**What you have to do:**
Count the lines in the entries below that include the word "NaiveDate". Give nothing but the number.
::: Data records :::
//! Appointment record model and the fixed option lists used when scheduling.

use chrono::NaiveDate;
use serde::{Deserialize, Serialize};
use strum::{Display, EnumIter, EnumString};

#[derive(
    Debug, Clone, Copy, PartialEq, Eq, Hash, Serialize, Deserialize, Display, EnumString, EnumIter,
)]
#[serde(rename_all = "lowercase")]
#[strum(serialize_all = "lowercase", ascii_case_insensitive)]
pub enum AppointmentStatus {
    Confirmed,
    Pending,
    Cancelled,
    Completed,
}

impl AppointmentStatus {
    pub fn display_name(&self) -> &'static str {
        match self {
            AppointmentStatus::Confirmed => "Confirmed",
            AppointmentStatus::Pending => "Pending",
            AppointmentStatus::Cancelled => "Cancelled",
            AppointmentStatus::Completed => "Completed",
        }
    }
}

#[derive(
    Debug, Clone, Copy, PartialEq, Eq, Hash, Serialize, Deserialize, Display, EnumString, EnumIter,
)]
#[strum(ascii_case_insensitive)]
pub enum AppointmentType {
    #[strum(to_string = "Regular Checkup", serialize = "checkup")]
    #[serde(rename = "Regular Checkup")]
    RegularCheckup,
    #[strum(to_string = "Follow-up")]
    #[serde(rename = "Follow-up")]
    FollowUp,
    Consultation,
    Treatment,
    Emergency,
    #[strum(to_string = "Preventive Care")]
    #[serde(rename = "Preventive Care")]
    PreventiveCare,
    Diagnostic,
}

#[derive(
    Debug, Clone, Copy, Default, PartialEq, Eq, Serialize, Deserialize, Display, EnumString, EnumIter,
)]
#[serde(rename_all = "lowercase")]
#[strum(serialize_all = "lowercase", ascii_case_insensitive)]
pub enum Priority {
    Low,
    #[default]
    Normal,
    High,
    Urgent,
}

/// Bookable half-hour slots.
pub const TIME_SLOTS: &[&str] = &[
    "08:00 AM", "08:30 AM", "09:00 AM", "09:30 AM", "10:00 AM", "10:30 AM", "11:00 AM", "11:30 AM",
    "12:00 PM", "12:30 PM", "01:00 PM", "01:30 PM", "02:00 PM", "02:30 PM", "03:00 PM", "03:30 PM",
    "04:00 PM", "04:30 PM", "05:00 PM", "05:30 PM",
];

/// Selectable durations in minutes.
pub const DURATIONS_MINUTES: &[u32] = &[15, 30, 45, 60, 90];

#[derive(Debug, Clone, PartialEq, Eq, Serialize, Deserialize)]
#[serde(rename_all = "camelCase")]
pub struct Appointment {
    pub id: u32,
    pub patient_name: String,
    pub doctor_name: String,
    pub date: NaiveDate,
    pub time: String,
    pub kind: AppointmentType,
    pub status: AppointmentStatus,
    pub duration_minutes: u32,
    pub notes: String,
    pub patient_phone: String,
}

/// A doctor that appointments can be booked with.
#[derive(Debug, Clone, PartialEq, Eq, Serialize, Deserialize)]
pub struct Doctor {
    pub id: u32,
    pub name: String,
    pub specialty: String,
}

#[cfg(test)]
mod tests {
    use super::*;
    use std::str::FromStr;

    #[test]
    fn test_type_names() {
        assert_eq!(AppointmentType::RegularCheckup.to_string(), "Regular Checkup");
        assert_eq!(
            AppointmentType::from_str("follow-up").unwrap(),
            AppointmentType::FollowUp
        );
        assert_eq!(
            AppointmentType::from_str("Preventive Care").unwrap(),
            AppointmentType::PreventiveCare
        );
    }

    #[test]
    fn test_status_parse() {
        assert_eq!(
            AppointmentStatus::from_str("Cancelled").unwrap(),
            AppointmentStatus::Cancelled
        );
        assert_eq!(AppointmentStatus::Pending.to_string(), "pending");
    }

    #[test]
    fn test_time_slots_cover_the_working_day() {
        assert_eq!(TIME_SLOTS.len(), 20);
        assert_eq!(TIME_SLOTS.first(), Some(&"08:00 AM"));
        assert_eq!(TIME_SLOTS.last(), Some(&"05:30 PM"));
    }
}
:::
**Written solution:**
2